Defined Type: jboss::user

Defined in:

manifests/user.pp

Overview

Define: jboss::user

This define to add and remove JBoss management and application users, manage their passwords and roles.

Parameters:

password

**Required parameter.** This is password that will be used for user.

ensure

Standard ensure parameter.

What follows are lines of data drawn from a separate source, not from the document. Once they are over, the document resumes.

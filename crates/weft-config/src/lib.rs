//! `weft.toml`: parser switches, lint levels and extra dialect extensions.
//!
//! ```toml
//! [parser]
//! location = false
//!
//! [lint]
//! code-block-language = "warn"
//!
//! [dialects]
//! mdoc = "mdx"
//! ```

use camino::{Utf8Path, Utf8PathBuf};
use rustc_hash::FxHashMap;
use serde::Deserialize;
use thiserror::Error;
use weft_lint::LintConfig;
use weft_parse::{Dialect, ParserOptions};

pub const CONFIG_FILE_NAME: &str = "weft.toml";

#[derive(Debug, Error)]
pub enum ConfigError {
    #[error("failed to read config file at {path}: {source}")]
    Read { path: Utf8PathBuf, source: std::io::Error },

    #[error("failed to parse config file at {path}: {source}")]
    Parse { path: Utf8PathBuf, source: toml::de::Error },
}

#[derive(Debug, Clone, Default, PartialEq, Eq, Deserialize)]
#[serde(default, deny_unknown_fields)]
pub struct WeftConfig {
    pub parser: ParserSection,
    /// Rule name to level: `"error"`, `"warn"` or anything else to disable.
    pub lint: FxHashMap<String, String>,
    /// File extension to dialect name.
    pub dialects: FxHashMap<String, String>,
}

#[derive(Debug, Clone, PartialEq, Eq, Deserialize)]
#[serde(default, deny_unknown_fields)]
pub struct ParserSection {
    pub location: bool,
}

impl Default for ParserSection {
    fn default() -> Self {
        Self { location: true }
    }
}

fn dialect_by_name(name: &str) -> Option<Dialect> {
    match name.to_ascii_lowercase().as_str() {
        "markdown" | "md" => Some(Dialect::Markdown),
        "mdx" => Some(Dialect::Mdx),
        "template" | "vue" => Some(Dialect::Template),
        _ => None,
    }
}

impl WeftConfig {
    /// Reads `path`. A missing file yields the defaults.
    pub fn load_from_path(path: &Utf8Path) -> Result<Self, ConfigError> {
        if !path.exists() {
            log::debug!("no config at {path}, using defaults");
            return Ok(Self::default());
        }

        let content = std::fs::read_to_string(path)
            .map_err(|source| ConfigError::Read { path: path.to_path_buf(), source })?;
        Self::from_toml(&content)
            .map_err(|source| ConfigError::Parse { path: path.to_path_buf(), source })
    }

    pub fn from_toml(content: &str) -> Result<Self, toml::de::Error> {
        toml::from_str(content)
    }

    /// Looks for `weft.toml` in `dir` and its ancestors.
    pub fn discover(dir: &Utf8Path) -> Result<Self, ConfigError> {
        match dir.ancestors().map(|dir| dir.join(CONFIG_FILE_NAME)).find(|path| path.exists()) {
            Some(path) => Self::load_from_path(&path),
            None => Ok(Self::default()),
        }
    }

    pub fn lint_config(&self) -> LintConfig {
        LintConfig::from_levels(self.lint.iter().map(|(rule, level)| (&**rule, &**level)))
    }

    /// Dialect for a file, from the configured extensions first and the
    /// built-in ones second.
    pub fn dialect_for(&self, path: &Utf8Path) -> Option<Dialect> {
        let extension = path.extension()?;
        match self.dialects.get(extension) {
            Some(name) => {
                let dialect = dialect_by_name(name);
                if dialect.is_none() {
                    log::warn!("unknown dialect `{name}` for extension `{extension}`");
                }
                dialect
            }
            None => Dialect::from_extension(extension),
        }
    }

    pub fn parser_options(&self, path: &Utf8Path) -> Option<ParserOptions> {
        Some(ParserOptions {
            dialect: self.dialect_for(path)?,
            location: self.parser.location,
            lint: self.lint_config(),
        })
    }
}
//! Prose, fenced blocks and Mdx statements.

use text_size::{TextRange, TextSize};
use weft_syntax::{CodeBlock, NodeData, NodeKind};
use weft_tokenizer::Token;
use weft_tokenizer::TokenKind::*;

use crate::parser::{ParseError, Parser};

pub(super) fn token(p: &mut Parser<'_>, token: Token) {
    let text = p.text(token.range);

    match token.kind {
        TEXT => {
            if p.current_kind() != NodeKind::Paragraph {
                p.open(NodeData::Paragraph, token.range);
            }
            p.leaf(NodeData::Text { text: text.to_owned() }, token.range);
        }
        PARAGRAPH_END => {
            if p.current_kind() == NodeKind::Paragraph {
                p.close(token.range.end());
            }
        }
        CODE_BLOCK_START => {
            let block = CodeBlock {
                lang: None,
                attrs: Vec::new(),
                text: String::new(),
                content_range: TextRange::empty(token.range.end()),
                opener_end: token.range.end(),
            };
            p.open(NodeData::CodeBlock(block), token.range);
        }
        CODE_BLOCK_ATTRIBUTE => code_block_attribute(p, token, text),
        CODE_BLOCK_CONTENT => {
            if let NodeData::CodeBlock(block) = p.data_mut(p.current()) {
                block.text = text.to_owned();
                block.content_range = token.range;
            }
            p.extend(token.range.end());
        }
        CODE_BLOCK_END => {
            if let NodeData::CodeBlock(block) = p.data_mut(p.current()) {
                if block.text.is_empty() {
                    block.content_range = TextRange::empty(token.range.start());
                }
            }
            if p.current_kind() == NodeKind::CodeBlock {
                p.close(token.range.end());
            }
        }
        IMPORT_STATEMENT => {
            p.leaf(NodeData::ImportStatement { text: text.to_owned() }, token.range);
        }
        JSX_EXPRESSION => {
            p.leaf(NodeData::JsxStatement { text: text.to_owned() }, token.range);
        }
        BLOCK_EXPRESSION => {
            let inner_start = token.range.start() + TextSize::of('{');
            let inner_end = if token.error.is_none() {
                token.range.end() - TextSize::of('}')
            } else {
                token.range.end()
            };
            let text_range = TextRange::new(inner_start, inner_end);
            let is_inline = p.current_kind() == NodeKind::Paragraph;
            let text = p.text(text_range).to_owned();
            p.leaf(NodeData::ExpressionStatement { text, text_range, is_inline }, token.range);
        }
        _ => unreachable!("{:?} is not a markup token", token.kind),
    }
}

fn code_block_attribute(p: &mut Parser<'_>, token: Token, text: &str) {
    let NodeData::CodeBlock(block) = p.data_mut(p.current()) else {
        return;
    };
    block.opener_end = token.range.end();

    if block.lang.is_none() && block.attrs.is_empty() {
        block.lang = Some(text.to_owned());
    } else {
        let (key, value) = match text.split_once('=') {
            Some((key, value)) => (key, Some(value.to_owned())),
            None => (text, None),
        };
        let duplicate = block.attrs.iter().any(|(existing, _)| existing == key);
        block.attrs.push((key.to_owned(), value));
        if duplicate {
            p.report(ParseError::AttributeDuplicate, token.range);
        }
    }

    p.extend(token.range.end());
}
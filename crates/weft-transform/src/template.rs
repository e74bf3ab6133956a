use text_size::{TextRange, TextSize};
use weft_source_map::{Mapping, Mode};
use weft_syntax::{Directive, NodeData, NodeId};

use crate::filename::VUE_SCRIPT_SUFFIX;
use crate::{Artifact, ArtifactKind, Emitter, TransformContext, artifact};

pub(crate) static EMITTERS: &[Emitter] = &[
    Emitter { test: |data| matches!(data, NodeData::Element(_)), emit: element },
    Emitter { test: |data| matches!(data, NodeData::Attribute(_)), emit: attribute },
    Emitter { test: |data| matches!(data, NodeData::Mustache { .. }), emit: mustache },
    Emitter {
        test: |data| matches!(data, NodeData::Directive(Directive { value: Some(_), .. })),
        emit: directive,
    },
];

fn is_raw_element(tag: &str) -> bool {
    tag.eq_ignore_ascii_case("script") || tag.eq_ignore_ascii_case("style")
}

pub(crate) fn transform(mut cx: TransformContext<'_>) -> Vec<Artifact> {
    let tree = cx.tree;
    let mut lang = "js";

    for id in tree.preorder() {
        let NodeData::Element(element) = tree.data(id) else {
            continue;
        };
        if !element.tag.eq_ignore_ascii_case("script") {
            continue;
        }
        for &child in tree.children(id) {
            match tree.data(child) {
                NodeData::Attribute(attribute)
                    if attribute.name == "lang" && attribute.value.as_deref() == Some("ts") =>
                {
                    lang = "ts";
                }
                NodeData::RawText { text } => {
                    cx.script.add_code(text, Mode::Offset, tree.range(child));
                    cx.script.add_text("\n");
                }
                _ => {}
            }
        }
    }

    cx.children(tree.root());

    let file_name = format!("{}{VUE_SCRIPT_SUFFIX}.{lang}", cx.file_name);
    vec![artifact(ArtifactKind::Script, file_name, cx.script)]
}

fn element(cx: &mut TransformContext<'_>, id: NodeId) {
    let tree = cx.tree;
    let NodeData::Element(element) = tree.data(id) else {
        return;
    };
    if !is_raw_element(&element.tag) {
        cx.children(id);
    }
}

/// Attribute values may hold mustaches.
fn attribute(cx: &mut TransformContext<'_>, id: NodeId) {
    cx.children(id);
}

fn mustache(cx: &mut TransformContext<'_>, id: NodeId) {
    let tree = cx.tree;
    if let NodeData::Mustache { text, text_range } = tree.data(id) {
        embed(cx, text, *text_range);
    }
}

/// Emits the directive value as a statement. The directive name maps onto
/// the whole statement.
fn directive(cx: &mut TransformContext<'_>, id: NodeId) {
    let tree = cx.tree;
    let NodeData::Directive(Directive { value: Some(value), value_range: Some(value_range), .. }) =
        tree.data(id)
    else {
        return;
    };

    let source = tree.node_text(id);
    let name = source.split_once('=').map_or(source, |(name, _)| name);
    let name = TextRange::at(tree.range(id).start(), TextSize::of(name));

    let statement = embed(cx, value, *value_range);
    cx.script.add_mapping(Mapping::new(Mode::Expand, name, statement));
}

fn embed(cx: &mut TransformContext<'_>, text: &str, source: TextRange) -> TextRange {
    let start = cx.script.len();
    cx.script.add_text(";(");
    cx.script.add_code(text, Mode::Offset, source);
    cx.script.add_text(");\n");
    TextRange::new(start, cx.script.len())
}
//! Template dialect states: tags, attributes, directives, mustaches and
//! opaque script/style bodies.

use once_cell::sync::Lazy;
use regex::Regex;

use crate::classes::is_directive_name;
use crate::kind::TokenKind::{self, *};
use crate::kind::{LexError, ScannerState};
use crate::{Scanner, script};

static ELEMENT_NAME: Lazy<Regex> = Lazy::new(|| Regex::new(r"^[_:\w][_:\w\-.\d]*").unwrap());

static ATTRIBUTE_NAME_RE: Lazy<Regex> =
    Lazy::new(|| Regex::new(r#"^[^\s"'></=\x00-\x1F\x7F]+"#).unwrap());

static TEXT_END: Lazy<Regex> = Lazy::new(|| Regex::new(r"<|\{\{").unwrap());

static DOUBLE_QUOTED_END: Lazy<Regex> = Lazy::new(|| Regex::new(r#"\{\{|""#).unwrap());

static SINGLE_QUOTED_END: Lazy<Regex> = Lazy::new(|| Regex::new(r"\{\{|'").unwrap());

static UNQUOTED_END: Lazy<Regex> = Lazy::new(|| Regex::new(r"[\s>]|/>").unwrap());

static SCRIPT_STOP_RE: Lazy<Regex> =
    Lazy::new(|| Regex::new(r#"(?i)//|/\*|['"`]|</script"#).unwrap());

static STYLE_STOP_RE: Lazy<Regex> = Lazy::new(|| Regex::new(r#"(?i)/\*|['"]|</style"#).unwrap());

impl Scanner<'_> {
    pub(crate) fn template_content(&mut self) -> Option<TokenKind> {
        if self.cursor.eat_str("</") {
            self.state = ScannerState::AfterOpeningEndTag;
            return Some(END_TAG_OPEN);
        }
        if self.cursor.eat('<') {
            self.state = ScannerState::AfterOpeningStartTag;
            return Some(START_TAG_OPEN);
        }
        if self.cursor.eat_str("{{") {
            return Some(self.enter(ScannerState::WithinMustache, MUSTACHE_START));
        }
        self.cursor.seek_regex(&TEXT_END);
        Some(TEXT)
    }

    pub(crate) fn after_opening_start_tag(&mut self) -> Option<TokenKind> {
        if let Some(name) = self.cursor.eat_regex(&ELEMENT_NAME) {
            self.last_tag = name;
            self.space_after_tag = false;
            self.state = ScannerState::WithinTag;
            return Some(START_TAG);
        }
        if self.cursor.skip_whitespace() {
            return self.error(WHITESPACE, LexError::UnexpectedWhitespace);
        }

        self.last_tag = "";
        self.state = ScannerState::WithinTag;
        self.skip_to_bracket(LexError::StartTagNameExpected)
    }

    pub(crate) fn within_tag(&mut self) -> Option<TokenKind> {
        if self.cursor.skip_whitespace() {
            self.space_after_tag = true;
            return Some(WHITESPACE);
        }
        if self.cursor.eat_str("/>") {
            self.state = ScannerState::WithinContent;
            return Some(START_TAG_SELF_CLOSE);
        }
        if self.cursor.eat('>') {
            self.state = if self.last_tag.eq_ignore_ascii_case("script") {
                ScannerState::WithinScriptContent
            } else if self.last_tag.eq_ignore_ascii_case("style") {
                ScannerState::WithinStyleContent
            } else {
                ScannerState::WithinContent
            };
            return Some(START_TAG_CLOSE);
        }
        if self.cursor.peek() == '<' {
            self.state = ScannerState::WithinContent;
            return self.error(START_TAG_CLOSE, LexError::ClosingBracketMissing);
        }

        if self.space_after_tag {
            if let Some(name) = self.cursor.eat_regex(&ATTRIBUTE_NAME_RE) {
                self.in_directive = is_directive_name(name);
                self.space_after_tag = false;
                self.state = ScannerState::AfterAttributeName;
                return Some(if self.in_directive { DIRECTIVE_NAME } else { ATTRIBUTE_NAME });
            }
        }

        self.cursor.advance();
        self.error(UNKNOWN, LexError::UnexpectedCharacterInTag)
    }

    pub(crate) fn after_attribute_name(&mut self) -> Option<TokenKind> {
        if self.cursor.skip_whitespace() {
            self.space_after_tag = true;
            return Some(WHITESPACE);
        }
        if self.cursor.eat('=') {
            self.state = ScannerState::BeforeAttributeValue;
            return Some(ATTRIBUTE_DELIMITER);
        }
        self.state = ScannerState::WithinTag;
        None
    }

    pub(crate) fn before_attribute_value(&mut self) -> Option<TokenKind> {
        if self.cursor.skip_whitespace() {
            return Some(WHITESPACE);
        }
        self.state = ScannerState::WithinAttributeValue;
        match self.cursor.peek() {
            mark @ ('"' | '\'') => {
                self.cursor.advance();
                self.value_mark = Some(mark);
                Some(ATTRIBUTE_MARK)
            }
            _ => {
                self.value_mark = None;
                None
            }
        }
    }

    pub(crate) fn within_attribute_value(&mut self) -> Option<TokenKind> {
        let Some(mark) = self.value_mark else {
            if self.cursor.skip_whitespace() {
                self.space_after_tag = true;
                self.state = ScannerState::WithinTag;
                return Some(WHITESPACE);
            }
            if self.cursor.at(">") || self.cursor.at("/>") {
                self.state = ScannerState::WithinTag;
                return None;
            }
            self.cursor.seek_regex(&UNQUOTED_END);
            return Some(ATTRIBUTE_VALUE);
        };

        if self.cursor.eat(mark) {
            self.space_after_tag = false;
            self.state = ScannerState::WithinTag;
            return Some(ATTRIBUTE_MARK);
        }
        if self.in_directive {
            let mut terminator = [0; 4];
            script::skip_until(&mut self.cursor, mark.encode_utf8(&mut terminator));
            return Some(ATTRIBUTE_VALUE);
        }
        if self.cursor.eat_str("{{") {
            return Some(self.enter(ScannerState::WithinMustache, MUSTACHE_START));
        }

        let end = if mark == '"' { &DOUBLE_QUOTED_END } else { &SINGLE_QUOTED_END };
        self.cursor.seek_regex(end);
        Some(ATTRIBUTE_VALUE)
    }

    pub(crate) fn mustache(&mut self) -> Option<TokenKind> {
        if self.cursor.eat_str("}}") {
            self.state = self.return_state;
            let empty = match self.last_kind {
                Some(MUSTACHE_START) => true,
                Some(MUSTACHE_CONTENT) => self.blank_mustache,
                _ => false,
            };
            if empty {
                return self.error(MUSTACHE_END, LexError::MustacheCannotBeEmpty);
            }
            return Some(MUSTACHE_END);
        }
        let start = self.cursor.pos();
        script::skip_until(&mut self.cursor, "}}");
        self.blank_mustache = self.cursor.slice_from(start).trim().is_empty();
        Some(MUSTACHE_CONTENT)
    }

    pub(crate) fn after_opening_end_tag(&mut self) -> Option<TokenKind> {
        if self.cursor.eat_regex(&ELEMENT_NAME).is_some() {
            self.state = ScannerState::WithinEndTag;
            return Some(END_TAG);
        }
        if self.cursor.skip_whitespace() {
            return self.error(WHITESPACE, LexError::UnexpectedWhitespace);
        }

        self.state = ScannerState::WithinEndTag;
        self.skip_to_bracket(LexError::EndTagNameExpected)
    }

    pub(crate) fn within_end_tag(&mut self) -> Option<TokenKind> {
        if self.cursor.skip_whitespace() {
            return Some(WHITESPACE);
        }
        if self.cursor.eat('>') {
            self.state = ScannerState::WithinContent;
            return Some(END_TAG_CLOSE);
        }
        if self.cursor.peek() == '<' {
            self.state = ScannerState::WithinContent;
            return self.error(END_TAG_CLOSE, LexError::ClosingBracketMissing);
        }
        self.cursor.advance();
        self.error(UNKNOWN, LexError::ClosingBracketExpected)
    }

    /// Opaque `<script>`/`<style>` body up to its closing tag. One regex
    /// search per iteration jumps to the next string, comment or closing tag
    /// candidate.
    pub(crate) fn raw_text(&mut self, style: bool) -> Option<TokenKind> {
        let (stop, closing) =
            if style { (&STYLE_STOP_RE, "</style") } else { (&SCRIPT_STOP_RE, "</script") };
        let start = self.cursor.pos();

        while self.cursor.seek_regex(stop) && !self.cursor.at_ignore_case(closing) {
            if !script::skip_common(&mut self.cursor) {
                self.cursor.advance();
            }
        }

        self.state = ScannerState::WithinContent;
        (self.cursor.pos() > start).then_some(RAW_TEXT)
    }

    /// Recovery inside a tag with no name: everything up to the next bracket
    /// becomes one unknown token.
    fn skip_to_bracket(&mut self, error: LexError) -> Option<TokenKind> {
        let start = self.cursor.pos();
        self.cursor.seek_any(&['>', '<']);
        if self.cursor.pos() > start { self.error(UNKNOWN, error) } else { None }
    }
}
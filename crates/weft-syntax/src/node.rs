use text_size::{TextRange, TextSize};

/// Index of a node in its tree's storage.
#[derive(Debug, Clone, Copy, PartialEq, Eq, PartialOrd, Ord, Hash)]
pub struct NodeId(u32);

impl NodeId {
    pub(crate) fn new(index: usize) -> Self {
        Self(index as u32)
    }

    pub fn index(self) -> usize {
        self.0 as usize
    }
}

#[derive(Debug, Clone, Copy, PartialEq, Eq, Hash)]
pub enum NodeKind {
    Root,
    Text,
    Comment,
    Paragraph,
    CodeBlock,
    ImportStatement,
    JsxStatement,
    ExpressionStatement,
    Element,
    Attribute,
    Directive,
    Mustache,
    RawText,
}

impl NodeKind {
    /// Nodes that need an explicit closer and are reported when left open.
    pub fn is_structural(self) -> bool {
        matches!(self, Self::Comment | Self::CodeBlock | Self::Element | Self::Mustache)
    }
}

#[derive(Debug, Clone, PartialEq, Eq)]
pub enum NodeData {
    Root,
    Text { text: String },
    Comment { text: String },
    Paragraph,
    CodeBlock(CodeBlock),
    ImportStatement { text: String },
    JsxStatement { text: String },
    ExpressionStatement { text: String, text_range: TextRange, is_inline: bool },
    Element(Element),
    Attribute(Attribute),
    Directive(Directive),
    Mustache { text: String, text_range: TextRange },
    RawText { text: String },
}

impl NodeData {
    pub fn kind(&self) -> NodeKind {
        match self {
            Self::Root => NodeKind::Root,
            Self::Text { .. } => NodeKind::Text,
            Self::Comment { .. } => NodeKind::Comment,
            Self::Paragraph => NodeKind::Paragraph,
            Self::CodeBlock(_) => NodeKind::CodeBlock,
            Self::ImportStatement { .. } => NodeKind::ImportStatement,
            Self::JsxStatement { .. } => NodeKind::JsxStatement,
            Self::ExpressionStatement { .. } => NodeKind::ExpressionStatement,
            Self::Element(_) => NodeKind::Element,
            Self::Attribute(_) => NodeKind::Attribute,
            Self::Directive(_) => NodeKind::Directive,
            Self::Mustache { .. } => NodeKind::Mustache,
            Self::RawText { .. } => NodeKind::RawText,
        }
    }
}

#[derive(Debug, Clone, PartialEq, Eq)]
pub struct CodeBlock {
    pub lang: Option<String>,
    /// `key=value` pairs after the language, in source order. Bare flags
    /// have no value.
    pub attrs: Vec<(String, Option<String>)>,
    pub text: String,
    pub content_range: TextRange,
    /// End of the opener line, excluding its line break.
    pub opener_end: TextSize,
}

#[derive(Debug, Clone, PartialEq, Eq)]
pub struct Element {
    pub tag: String,
    pub self_close: bool,
    pub start_tag_end: Option<TextSize>,
    pub end_tag_start: Option<TextSize>,
}

#[derive(Debug, Clone, PartialEq, Eq)]
pub struct Attribute {
    pub name: String,
    pub value: Option<String>,
    pub value_range: Option<TextRange>,
}

/// `v-name:arg.modifier="value"`, also written `:arg`, `@arg` or `#arg`.
#[derive(Debug, Clone, PartialEq, Eq)]
pub struct Directive {
    pub name: String,
    pub arg: Option<String>,
    pub modifiers: Vec<String>,
    pub value: Option<String>,
    pub value_range: Option<TextRange>,
    pub is_shorthand: bool,
}

impl Directive {
    pub fn parse(raw: &str) -> Self {
        let shorthand = match raw.chars().next() {
            Some(':') => Some("bind"),
            Some('@') => Some("on"),
            Some('#') => Some("slot"),
            _ => None,
        };
        let (name, rest, has_arg) = match shorthand {
            Some(name) => (name, &raw[1..], true),
            None => {
                let body = raw.strip_prefix("v-").unwrap_or(raw);
                let end = body.find([':', '.']).unwrap_or(body.len());
                match body[end..].strip_prefix(':') {
                    Some(rest) => (&body[..end], rest, true),
                    None => (&body[..end], &body[end..], false),
                }
            }
        };

        let mut parts = rest.split('.');
        let arg = parts.next().unwrap_or_default();
        Self {
            name: name.to_owned(),
            arg: has_arg.then(|| arg.to_owned()),
            modifiers: parts.map(str::to_owned).collect(),
            value: None,
            value_range: None,
            is_shorthand: shorthand.is_some(),
        }
    }

    /// Identity used for duplicate detection: name and argument.
    pub fn key(&self) -> String {
        match &self.arg {
            Some(arg) => format!("v-{}:{arg}", self.name),
            None => format!("v-{}", self.name),
        }
    }
}

#[derive(Debug, Clone, PartialEq, Eq)]
pub struct Node {
    pub range: TextRange,
    pub parent: Option<NodeId>,
    pub children: Vec<NodeId>,
    pub data: NodeData,
    /// Position in the parent's `children`.
    pub(crate) slot: u32,
}

impl Node {
    pub fn kind(&self) -> NodeKind {
        self.data.kind()
    }
}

Can be either ‘present` or `absent`.

user

(namevar) Name of user to manage.

realm

This is by default equal to ‘ManagementRealm`. It can be equal also to `ApplicationRealm`.

roles

This is by default equal to ‘undef`. You can pass a list of roles in form of string delimited by `,` sign.

Parameters:

• password (Any)
• ensure (Any) (defaults to: 'present')
• user (Any) (defaults to: $name)
• realm (Any) (defaults to: 'ManagementRealm')
• roles (Any) (defaults to: undef)

# File 'manifests/user.pp', line 18

define jboss::user (
  $password,
  $ensure     = 'present',
  $user       = $name,
  $realm      = 'ManagementRealm',
  $roles      = undef,
) {

  include jboss
  require jboss::internal::package
  include jboss::internal::service
  include jboss::internal::params
  include jboss::internal::relationship::module_user

  $home = $jboss::home

  $dir = $jboss::runasdomain ? {
    true    => 'domain',
    default => 'standalone',
  }

  # application realm or normal
  $application_realm = $realm ? {
    'ApplicationRealm' => true,
    default            => false,
  }

  # -a is needed to set in application-users.properties file
  if ($application_realm) {
    $extraarg = '-a'
  }

  $file = $application_realm ? {
    true    => 'application-users.properties',
    default => 'mgmt-users.properties',
  }

  $filepath = "${home}/${dir}/configuration/${file}"
  $filepath_roles = "${home}/${dir}/configuration/application-roles.properties"
  $jbossuserfix = '2>&1 | awk \'BEGIN{a=0}{if (/Error/){a=1};print}END{if (a==1) exit 1}\''
  Exec {
    path => $jboss::internal::params::syspath,
  }

  case $ensure {
    'present': {
      $rolesstr = $roles ? {
        undef   => '',
        default => "--roles '${roles}'"
      }
      # By default the properties realm expects the entries to be in the format: -
      # username=HEX( MD5( username ':' realm ':' password))
      $mangledpasswd = md5("${name}:${realm}:${password}")
      $command_1 = "${home}/bin/add-user.sh --silent --user '${name}' --password \"\$__PASSWD\""
      $command_2 = " --realm '${realm}' ${rolesstr} ${extraarg} ${jbossuserfix}"
      exec { "jboss::user::add(${realm}/${name})":
        environment => [
          "JBOSS_HOME=${home}",
          "__PASSWD=${password}"
        ],
        command     => "${command_1}${command_2}",
        unless      => "/bin/egrep -e '^${name}=${mangledpasswd}' ${filepath}",
        require     => [
          Anchor['jboss::package::end'],
          Anchor['jboss::internal::relationship::module_user'],
        ],
        notify      => Service[$jboss::internal::service::servicename],
        logoutput   => true,
      }
      if $application_realm {
        file_line { "jboss::user::roles::add(${realm}/${name})":
          ensure  => present,
          path    => $filepath_roles,
          line    => "${name}=${roles}",
          match   => "${name}=.*",
          require => [
            Exec["jboss::user::add(${realm}/${name})"],
            Anchor['jboss::internal::relationship::module_user'],
          ],
          notify  => Service[$jboss::internal::service::servicename],
        }
      }
    }
    'absent':{
      exec { "jboss::user::remove(${realm}/${name})":
        command   => "/bin/sed -iE 's/^${name}=.*$//g' ${filepath}",
        onlyif    => "/bin/egrep -e '^${name}=' ${filepath}",
        require   => [
          Anchor['jboss::package::end'],
          Anchor['jboss::internal::relationship::module_user'],
        ],
        logoutput => 'on_failure',
        notify    => Service[$jboss::internal::service::servicename],
      }
      if $application_realm {
        exec { "jboss::user::roles::remove(${realm}/${name})":
          command   => "/bin/sed -iE 's/^${name}=.*$//g' ${filepath_roles}",
          onlyif    => "/bin/egrep -e '^${name}=' ${filepath_roles}",
          require   => [
            Anchor['jboss::package::end'],
            Anchor['jboss::internal::relationship::module_user'],
          ],
          logoutput => 'on_failure',
          notify    => Service[$jboss::internal::service::servicename],
        }
      }
    }
    default: {
      fail("Ensure must be eiter present or absent, provided: `${ensure}`!")
    }
  }

}